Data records

..........

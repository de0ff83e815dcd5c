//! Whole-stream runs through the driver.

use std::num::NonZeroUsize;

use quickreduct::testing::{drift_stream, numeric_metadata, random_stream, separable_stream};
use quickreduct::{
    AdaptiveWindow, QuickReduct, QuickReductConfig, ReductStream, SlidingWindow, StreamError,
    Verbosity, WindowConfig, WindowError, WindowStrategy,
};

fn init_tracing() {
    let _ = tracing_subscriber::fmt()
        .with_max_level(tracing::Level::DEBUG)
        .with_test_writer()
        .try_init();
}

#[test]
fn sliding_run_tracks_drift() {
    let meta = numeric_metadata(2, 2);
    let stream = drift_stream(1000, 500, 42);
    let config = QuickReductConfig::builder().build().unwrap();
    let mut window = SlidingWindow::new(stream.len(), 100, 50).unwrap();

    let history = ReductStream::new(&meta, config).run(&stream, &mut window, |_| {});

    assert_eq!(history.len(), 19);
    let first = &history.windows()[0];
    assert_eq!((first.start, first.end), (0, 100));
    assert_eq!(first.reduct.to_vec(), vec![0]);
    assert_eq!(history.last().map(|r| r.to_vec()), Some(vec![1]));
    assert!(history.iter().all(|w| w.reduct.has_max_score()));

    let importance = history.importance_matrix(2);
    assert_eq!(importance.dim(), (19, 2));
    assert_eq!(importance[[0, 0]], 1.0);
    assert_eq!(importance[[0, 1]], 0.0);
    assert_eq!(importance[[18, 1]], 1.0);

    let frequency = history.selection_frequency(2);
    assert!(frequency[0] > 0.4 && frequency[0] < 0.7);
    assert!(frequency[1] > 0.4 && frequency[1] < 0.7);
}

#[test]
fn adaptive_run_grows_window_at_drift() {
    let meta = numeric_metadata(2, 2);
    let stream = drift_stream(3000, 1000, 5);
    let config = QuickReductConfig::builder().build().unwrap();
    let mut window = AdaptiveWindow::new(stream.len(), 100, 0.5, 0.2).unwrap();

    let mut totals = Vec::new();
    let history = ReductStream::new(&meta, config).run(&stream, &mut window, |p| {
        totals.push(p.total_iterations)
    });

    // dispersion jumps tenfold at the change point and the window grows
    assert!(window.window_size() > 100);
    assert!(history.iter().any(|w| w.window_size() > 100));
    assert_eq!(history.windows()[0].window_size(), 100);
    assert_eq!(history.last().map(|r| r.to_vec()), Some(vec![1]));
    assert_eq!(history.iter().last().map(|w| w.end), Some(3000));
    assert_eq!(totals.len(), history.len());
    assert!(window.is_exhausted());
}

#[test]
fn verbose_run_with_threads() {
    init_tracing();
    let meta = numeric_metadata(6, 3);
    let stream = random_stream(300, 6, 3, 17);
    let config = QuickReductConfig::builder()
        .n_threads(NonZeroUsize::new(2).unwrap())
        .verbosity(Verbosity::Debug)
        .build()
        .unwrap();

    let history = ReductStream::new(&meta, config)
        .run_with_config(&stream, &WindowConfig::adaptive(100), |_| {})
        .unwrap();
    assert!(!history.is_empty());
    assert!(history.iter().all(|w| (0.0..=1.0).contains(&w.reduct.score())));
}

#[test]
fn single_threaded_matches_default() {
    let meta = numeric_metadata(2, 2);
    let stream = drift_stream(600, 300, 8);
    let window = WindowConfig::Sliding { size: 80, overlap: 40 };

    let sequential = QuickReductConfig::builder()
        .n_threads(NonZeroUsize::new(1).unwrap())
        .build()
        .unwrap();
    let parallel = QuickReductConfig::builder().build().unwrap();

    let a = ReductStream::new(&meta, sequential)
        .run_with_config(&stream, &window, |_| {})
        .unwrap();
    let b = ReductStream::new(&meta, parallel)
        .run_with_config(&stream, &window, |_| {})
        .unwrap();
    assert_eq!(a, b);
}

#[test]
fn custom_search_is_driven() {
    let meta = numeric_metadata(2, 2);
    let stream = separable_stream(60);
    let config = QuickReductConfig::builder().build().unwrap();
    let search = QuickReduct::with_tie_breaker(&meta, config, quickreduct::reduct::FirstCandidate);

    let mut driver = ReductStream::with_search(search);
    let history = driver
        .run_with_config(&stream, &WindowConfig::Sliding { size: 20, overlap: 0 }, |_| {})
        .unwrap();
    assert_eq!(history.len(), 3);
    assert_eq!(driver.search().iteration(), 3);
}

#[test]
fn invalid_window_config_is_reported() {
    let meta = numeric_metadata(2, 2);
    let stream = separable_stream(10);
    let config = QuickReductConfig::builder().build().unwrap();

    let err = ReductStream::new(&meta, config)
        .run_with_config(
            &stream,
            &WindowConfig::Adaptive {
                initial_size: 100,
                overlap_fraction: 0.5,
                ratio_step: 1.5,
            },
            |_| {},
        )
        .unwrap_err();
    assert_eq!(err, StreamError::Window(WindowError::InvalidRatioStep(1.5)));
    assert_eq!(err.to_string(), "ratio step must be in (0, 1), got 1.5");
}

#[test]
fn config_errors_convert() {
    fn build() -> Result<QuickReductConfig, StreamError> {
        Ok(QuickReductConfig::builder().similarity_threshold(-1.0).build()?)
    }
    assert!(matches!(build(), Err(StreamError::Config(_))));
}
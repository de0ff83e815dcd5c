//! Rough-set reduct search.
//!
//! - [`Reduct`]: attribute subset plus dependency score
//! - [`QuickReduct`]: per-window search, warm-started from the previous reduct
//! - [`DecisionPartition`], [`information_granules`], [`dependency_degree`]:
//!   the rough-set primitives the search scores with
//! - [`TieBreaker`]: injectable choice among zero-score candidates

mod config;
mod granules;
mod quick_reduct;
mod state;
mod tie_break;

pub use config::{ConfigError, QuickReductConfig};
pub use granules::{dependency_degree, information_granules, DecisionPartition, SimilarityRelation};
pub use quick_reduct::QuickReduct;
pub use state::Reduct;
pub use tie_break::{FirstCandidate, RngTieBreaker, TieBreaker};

..........

WHAT TO DO>
Would you filter the records and copy each line that contains the word "WindowError"?

ANSWER TO THIS PROBLEM>
    Verbosity, WindowConfig, WindowError, WindowStrategy,
    assert_eq!(err, StreamError::Window(WindowError::InvalidRatioStep(1.5)));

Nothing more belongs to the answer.